◆ ENTRIES SUPPLIED
:::
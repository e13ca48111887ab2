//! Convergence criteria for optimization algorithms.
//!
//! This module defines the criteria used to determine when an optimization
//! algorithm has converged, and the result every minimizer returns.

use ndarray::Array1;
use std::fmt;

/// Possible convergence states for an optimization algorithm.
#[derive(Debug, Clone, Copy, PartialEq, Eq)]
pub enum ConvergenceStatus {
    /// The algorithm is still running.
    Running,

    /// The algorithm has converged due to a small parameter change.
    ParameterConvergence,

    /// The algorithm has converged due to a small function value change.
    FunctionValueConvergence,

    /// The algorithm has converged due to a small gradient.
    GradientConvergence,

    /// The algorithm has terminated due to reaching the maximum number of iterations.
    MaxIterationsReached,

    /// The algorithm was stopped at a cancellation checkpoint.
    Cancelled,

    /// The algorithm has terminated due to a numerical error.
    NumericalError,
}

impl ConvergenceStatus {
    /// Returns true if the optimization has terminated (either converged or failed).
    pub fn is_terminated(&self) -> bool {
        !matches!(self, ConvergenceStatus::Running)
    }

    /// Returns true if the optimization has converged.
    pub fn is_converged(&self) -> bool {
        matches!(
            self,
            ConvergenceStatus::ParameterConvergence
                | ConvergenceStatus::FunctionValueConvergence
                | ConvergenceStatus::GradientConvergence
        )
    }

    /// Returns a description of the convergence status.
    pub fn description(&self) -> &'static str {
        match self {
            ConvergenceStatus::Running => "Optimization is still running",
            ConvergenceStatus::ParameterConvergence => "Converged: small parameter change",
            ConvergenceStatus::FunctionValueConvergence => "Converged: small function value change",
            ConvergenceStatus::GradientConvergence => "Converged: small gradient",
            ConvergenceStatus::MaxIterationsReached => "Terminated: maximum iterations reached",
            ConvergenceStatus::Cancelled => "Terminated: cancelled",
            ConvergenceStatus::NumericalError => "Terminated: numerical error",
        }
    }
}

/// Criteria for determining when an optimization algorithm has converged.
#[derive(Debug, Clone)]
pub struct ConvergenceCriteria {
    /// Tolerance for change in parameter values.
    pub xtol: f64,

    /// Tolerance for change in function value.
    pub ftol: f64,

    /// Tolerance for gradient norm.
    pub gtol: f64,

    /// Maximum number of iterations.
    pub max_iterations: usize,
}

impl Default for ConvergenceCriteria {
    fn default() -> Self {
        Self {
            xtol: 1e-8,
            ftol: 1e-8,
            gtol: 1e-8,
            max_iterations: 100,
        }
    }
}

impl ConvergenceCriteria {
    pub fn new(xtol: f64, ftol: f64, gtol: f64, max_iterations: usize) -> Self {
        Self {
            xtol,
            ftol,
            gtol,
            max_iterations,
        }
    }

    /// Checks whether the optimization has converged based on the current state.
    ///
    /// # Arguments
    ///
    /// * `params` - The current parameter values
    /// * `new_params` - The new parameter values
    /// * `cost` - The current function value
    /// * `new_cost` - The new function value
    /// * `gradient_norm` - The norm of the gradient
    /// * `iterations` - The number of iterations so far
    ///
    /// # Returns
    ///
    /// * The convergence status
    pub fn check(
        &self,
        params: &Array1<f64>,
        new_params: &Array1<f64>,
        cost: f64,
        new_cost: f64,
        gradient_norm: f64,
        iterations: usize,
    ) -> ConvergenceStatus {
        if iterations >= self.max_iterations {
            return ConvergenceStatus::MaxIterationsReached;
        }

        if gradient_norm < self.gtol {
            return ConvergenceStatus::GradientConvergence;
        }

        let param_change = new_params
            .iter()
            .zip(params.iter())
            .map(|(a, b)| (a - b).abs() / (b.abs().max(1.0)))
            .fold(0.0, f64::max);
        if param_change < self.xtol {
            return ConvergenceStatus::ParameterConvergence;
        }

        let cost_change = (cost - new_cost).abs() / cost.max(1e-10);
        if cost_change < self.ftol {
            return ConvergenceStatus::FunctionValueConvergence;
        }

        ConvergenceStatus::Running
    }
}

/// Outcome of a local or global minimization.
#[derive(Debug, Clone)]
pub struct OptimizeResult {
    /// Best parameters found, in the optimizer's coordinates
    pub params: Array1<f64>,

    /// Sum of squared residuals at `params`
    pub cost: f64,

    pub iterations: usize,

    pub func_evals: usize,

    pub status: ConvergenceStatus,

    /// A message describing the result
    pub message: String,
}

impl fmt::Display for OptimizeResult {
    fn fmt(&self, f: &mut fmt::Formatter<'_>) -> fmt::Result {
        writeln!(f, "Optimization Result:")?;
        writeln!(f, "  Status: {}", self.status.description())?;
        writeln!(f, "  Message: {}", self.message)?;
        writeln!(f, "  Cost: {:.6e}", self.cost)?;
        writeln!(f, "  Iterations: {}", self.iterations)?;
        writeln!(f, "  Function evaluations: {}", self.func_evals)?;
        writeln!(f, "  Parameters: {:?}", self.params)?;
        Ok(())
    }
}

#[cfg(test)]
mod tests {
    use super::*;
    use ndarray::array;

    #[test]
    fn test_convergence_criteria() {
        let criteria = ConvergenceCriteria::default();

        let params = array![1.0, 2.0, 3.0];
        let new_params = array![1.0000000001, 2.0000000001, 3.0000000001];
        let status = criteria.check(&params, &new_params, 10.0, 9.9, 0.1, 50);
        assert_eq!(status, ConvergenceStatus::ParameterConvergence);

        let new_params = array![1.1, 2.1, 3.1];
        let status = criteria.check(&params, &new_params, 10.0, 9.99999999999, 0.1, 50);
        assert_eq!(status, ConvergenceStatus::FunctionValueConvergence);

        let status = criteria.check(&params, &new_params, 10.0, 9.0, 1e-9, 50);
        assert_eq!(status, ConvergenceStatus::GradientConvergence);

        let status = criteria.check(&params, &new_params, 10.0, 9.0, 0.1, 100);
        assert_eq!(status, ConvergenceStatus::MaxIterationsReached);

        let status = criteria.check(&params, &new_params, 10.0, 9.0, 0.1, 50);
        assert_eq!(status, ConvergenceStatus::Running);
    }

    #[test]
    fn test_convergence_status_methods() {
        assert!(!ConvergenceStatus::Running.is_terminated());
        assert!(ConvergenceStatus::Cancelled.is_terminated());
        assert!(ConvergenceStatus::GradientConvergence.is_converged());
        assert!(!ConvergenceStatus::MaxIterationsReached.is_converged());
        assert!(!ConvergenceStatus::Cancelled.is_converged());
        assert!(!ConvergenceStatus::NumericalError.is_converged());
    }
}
:::
◆ TASK PROMPT
Go through the entries above and copy out every line that includes the word "ftol".

◆ TASK RESPONSE
    pub ftol: f64,
            ftol: 1e-8,
    pub fn new(xtol: f64, ftol: f64, gtol: f64, max_iterations: usize) -> Self {
            ftol,
        if cost_change < self.ftol {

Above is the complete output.